The disruption of the mitochondrial membrane function results in the release of the cytochrome c, which is coupled to the activation of caspase 9, and the mitochondrial permeability is regulated by the Bcl-2 family [45]. As such, we next evaluated the level of cytochrome c and selected pro-survival and pro-apoptotic Bcl-2 family proteins by Western blotting assay. As shown in Figure 5C and 5E, the cytosolic level of cytochrome c was increased 1.6- and 2.1-fold in response to the treatment with 0.5 and 1 μM CDDO-Me, respectively (P<0.005). Also, CDDO-Me significantly decreased the Bcl-2 level, while only slightly increasing Bax level. As a consequence, the ratio of Bcl-2/Bax was decreased (Figure 5C and 5E). Compared with the control, there was a 57%, 76%, and 80% reduction in Bcl-xl level when treated with 0.25, 0.5, and 1 μM CDDO-Me, and a 61% and 79% decline in Mcl-1 level when incubated with 0.5 and 1 μM CDDO-Me, respectively (P<0.001, Figure 5C and 5E). Conversely, the expression level of puma was raised 3-fold by incubation with 1 μM CDDO-Me (P<0.005, Figure 5C and 5E), and the expression of Bak was slightly affected.
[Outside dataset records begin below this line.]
//! `wlc list` command implementation

use anyhow::Result;
use chrono::{Datelike, Local, NaiveDate};
use colored::{ColoredString, Colorize};

use crate::api::Client;
use crate::date;
use crate::filter::{self, DisplayDate, Period, TaskRow};

use super::definition::{ListCommands, ListTasksArgs};

const MIN_DATE_COL: usize = 10;

pub async fn run(client: &Client, command: ListCommands) -> Result<()> {
    match command {
        ListCommands::Lists => run_lists(client).await,
        ListCommands::Tasks(args) => run_tasks(client, args).await,
    }
}

async fn run_lists(client: &Client) -> Result<()> {
    for list in client.get_lists().await? {
        println!("{} | {}", list.id, list.title);
    }
    Ok(())
}

async fn run_tasks(client: &Client, args: ListTasksArgs) -> Result<()> {
    let list_id = super::resolve_list_id(client, &args.in_list).await?;
    let tasks = client.get_tasks(list_id, args.completed).await?;

    let period = match &args.period {
        Some(bounds) => Some(Period {
            start: date::parse_flexible(&bounds[0])?,
            end: date::parse_flexible(&bounds[1])?,
        }),
        None => None,
    };

    let today = Local::now().date_naive();
    let rows = filter::select_rows(&tasks, args.completed, period, today);

    print_task_table(&rows, args.completed, today);
    Ok(())
}

fn date_column_title(completed: bool) -> &'static str {
    if completed {
        "completed_at"
    } else {
        "due_date"
    }
}

fn print_task_table(rows: &[TaskRow], completed: bool, today: NaiveDate) {
    let date_title = date_column_title(completed);
    let width = MIN_DATE_COL.max(date_title.len());

    let header = format!(
        "{:^10} | {:^width$} | title",
        "id",
        date_title,
        width = width
    );
    println!("{}", header.bold());

    for row in rows {
        let rendered = match row.date {
            // Display dates are zero-padded, unlike the form sent to the API.
            DisplayDate::Date(date) => date.format("%Y-%m-%d").to_string(),
            DisplayDate::Missing => String::new(),
        };
        let line = format!("{} | {:^width$} | {}", row.id, rendered, row.title, width = width);
        println!("{}", colorize_row(&line, row.date, completed, today));
    }
}

/// Pending rows are colored by urgency: overdue red, due today bright
/// red, due in the current ISO week yellow. Completed and undated rows
/// stay uncolored.
fn colorize_row(line: &str, date: DisplayDate, completed: bool, today: NaiveDate) -> ColoredString {
    let DisplayDate::Date(date) = date else {
        return line.normal();
    };
    if completed {
        return line.normal();
    }

    if date < today {
        line.red()
    } else if date == today {
        line.bright_red()
    } else if date.iso_week() == today.iso_week() {
        line.yellow()
    } else {
        line.normal()
    }
}

#[cfg(test)]
mod tests {
    use super::*;

    fn day(y: i32, m: u32, d: u32) -> NaiveDate {
        NaiveDate::from_ymd_opt(y, m, d).unwrap()
    }

    #[test]
    fn test_date_column_width_grows_with_title() {
        assert_eq!(MIN_DATE_COL.max(date_column_title(false).len()), 10);
        assert_eq!(MIN_DATE_COL.max(date_column_title(true).len()), 12);
    }

    #[test]
    fn test_colorize_urgency_ladder() {
        colored::control::set_override(true);
        let today = day(2024, 6, 5);

        let overdue = colorize_row("x", DisplayDate::Date(day(2024, 6, 4)), false, today);
        assert!(overdue.to_string().contains("\u{1b}[31m"));

        let due_today = colorize_row("x", DisplayDate::Date(day(2024, 6, 5)), false, today);
        assert!(due_today.to_string().contains("\u{1b}[91m"));

        // 2024-06-07 is in the same ISO week as 2024-06-05.
        let this_week = colorize_row("x", DisplayDate::Date(day(2024, 6, 7)), false, today);
        assert!(this_week.to_string().contains("\u{1b}[33m"));

        let later = colorize_row("x", DisplayDate::Date(day(2024, 7, 1)), false, today);
        assert!(!later.to_string().contains("\u{1b}[3"));

        // Completed and undated rows stay plain even when overdue.
        let done = colorize_row("x", DisplayDate::Date(day(2024, 6, 4)), true, today);
        assert!(!done.to_string().contains("\u{1b}[31m"));

        let undated = colorize_row("x", DisplayDate::Missing, false, today);
        assert!(!undated.to_string().contains("\u{1b}[31m"));
    }
}
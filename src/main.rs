//! Wunderlist Cmd - Terminal client for Wunderlist lists and tasks

use anyhow::Result;
use clap::{CommandFactory, Parser};
use clap_complete::generate;
use tracing::error;
use wunderlist_cmd::api::Client;
use wunderlist_cmd::cli::{self, Cli, Commands};
use wunderlist_cmd::config::Config;

#[tokio::main]
async fn main() -> Result<()> {
    tracing_subscriber::fmt()
        .with_env_filter(std::env::var("WLC_LOG").unwrap_or_else(|_| "wunderlist_cmd=warn".into()))
        .with_writer(std::io::stderr)
        .init();

    let cli = Cli::parse();

    // Completion generation needs neither config nor network.
    match cli.command {
        Some(Commands::Completion { shell }) => {
            generate(shell, &mut Cli::command(), "wlc", &mut std::io::stdout());
            return Ok(());
        }
        None => {
            Cli::command().print_help()?;
            std::process::exit(255);
        }
        _ => {}
    }

    // Config problems are fatal before any network call is attempted.
    let config = match Config::load_default() {
        Ok(config) => config,
        Err(err) => {
            error!("{}", err);
            std::process::exit(255);
        }
    };
    let client = Client::new(&config)?;

    match cli.command {
        Some(Commands::List { command }) => cli::list::run(&client, command).await,
        Some(Commands::Create { command }) => cli::create::run(&client, command).await,
        Some(Commands::Show { command }) => cli::show::run(&client, command).await,
        Some(Commands::Done(args)) => cli::done::run(&client, args).await,
        Some(Commands::Delete(args)) => cli::delete::run(&client, args).await,
        Some(Commands::Update(args)) => cli::update::run(&client, args).await,
        _ => unreachable!(),
    }
}
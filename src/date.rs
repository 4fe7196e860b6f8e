//! Flexible date-string parsing
//!
//! User-supplied dates may be a bare day (`"15"`), a month-day pair
//! (`"3-15"`) or a full year-month-day (`"2024-3-15"`). Partial inputs are
//! completed from today's calendar before parsing.

use chrono::{Datelike, Local, NaiveDate};
use thiserror::Error;

#[derive(Debug, Error)]
pub enum DateError {
    #[error("unrecognized date: {0}")]
    Unparseable(String),
}

const DATE_FORMAT: &str = "%Y-%m-%d";

/// Parses a loosely-formatted date string into a calendar date.
pub fn parse_flexible(input: &str) -> Result<NaiveDate, DateError> {
    parse_flexible_at(input, Local::now().date_naive())
}

/// Normalizes a loosely-formatted date string into the unpadded
/// `Y-M-D` form the Wunderlist API accepts.
///
/// Display code renders dates zero-padded; the API form deliberately
/// stays unpadded. The two must not be unified.
pub fn normalize(input: &str) -> Result<String, DateError> {
    Ok(api_date_string(parse_flexible(input)?))
}

/// Renders a date in the unpadded form the remote API accepts.
pub fn api_date_string(date: NaiveDate) -> String {
    format!("{}-{}-{}", date.year(), date.month(), date.day())
}

fn parse_flexible_at(input: &str, today: NaiveDate) -> Result<NaiveDate, DateError> {
    let separators = input.chars().filter(|c| !c.is_ascii_digit()).count();
    let candidate = match separators {
        // Bare day number: complete with the current year and month.
        0 => format!("{}-{}-{}", today.year(), today.month(), input),
        // Month and day: complete with the current year.
        1 => format!("{}-{}", today.year(), input),
        // Full year-month-day, taken as given.
        _ => input.to_string(),
    };

    NaiveDate::parse_from_str(&candidate, DATE_FORMAT)
        .map_err(|_| DateError::Unparseable(input.to_string()))
}

#[cfg(test)]
mod tests {
    use super::*;

    fn day(y: i32, m: u32, d: u32) -> NaiveDate {
        NaiveDate::from_ymd_opt(y, m, d).unwrap()
    }

    #[test]
    fn test_bare_day_completed_from_today() {
        let today = day(2024, 6, 1);
        assert_eq!(parse_flexible_at("15", today).unwrap(), day(2024, 6, 15));
    }

    #[test]
    fn test_month_day_completed_from_today() {
        let today = day(2024, 6, 1);
        assert_eq!(parse_flexible_at("3-15", today).unwrap(), day(2024, 3, 15));
    }

    #[test]
    fn test_full_date_taken_as_given() {
        let today = day(2024, 6, 1);
        assert_eq!(
            parse_flexible_at("2023-3-15", today).unwrap(),
            day(2023, 3, 15)
        );
    }

    #[test]
    fn test_zero_padded_input_accepted() {
        let today = day(2024, 6, 1);
        assert_eq!(
            parse_flexible_at("2024-03-05", today).unwrap(),
            day(2024, 3, 5)
        );
    }

    #[test]
    fn test_non_dash_separator_rejected() {
        let today = day(2024, 6, 1);
        assert!(parse_flexible_at("3/15", today).is_err());
        assert!(parse_flexible_at("2024/3/15", today).is_err());
    }

    #[test]
    fn test_out_of_range_rejected() {
        let today = day(2024, 6, 1);
        assert!(parse_flexible_at("13-45", today).is_err());
        assert!(parse_flexible_at("32", today).is_err());
        assert!(parse_flexible_at("2024-2-30", today).is_err());
    }

    #[test]
    fn test_empty_and_garbage_rejected() {
        let today = day(2024, 6, 1);
        assert!(parse_flexible_at("", today).is_err());
        assert!(parse_flexible_at("soon", today).is_err());
        assert!(parse_flexible_at("1-2-3-4", today).is_err());
    }

    #[test]
    fn test_api_string_is_unpadded() {
        assert_eq!(api_date_string(day(2024, 3, 5)), "2024-3-5");
        assert_eq!(api_date_string(day(2024, 12, 25)), "2024-12-25");
    }

    #[test]
    fn test_normalize_round_trip() {
        // Re-normalizing the unpadded form yields the same date.
        let today = day(2024, 6, 1);
        let first = parse_flexible_at("2024-03-05", today).unwrap();
        let rendered = api_date_string(first);
        assert_eq!(rendered, "2024-3-5");
        assert_eq!(parse_flexible_at(&rendered, today).unwrap(), first);
    }
}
Following this, we tested the expression of cytochrome c and selected Bcl-2 family proteins over 72 h. In comparison with the control cells, there was a marked increase in the cytosolic level of cytochrome c, and a remarked decrease in the ratio of Bcl-2/Bax, when cells were exposed to CDDO-Me at 0.5 μM for 12, 24, 48, and 72 h (Figure 5D and 5E). The level of anti-apoptosis proteins, both Bcl-xl and Mcl-1, were down-regulated. Interestingly, CDDO-Me treatment led to a significant up-regulation in the level of Bak over 72 h. Collectively, these results reveal that CDDO-Me dose- and time-dependently induces mitochondrial dysfunction in K562 cells through Bcl-2 family, leading to apoptosis.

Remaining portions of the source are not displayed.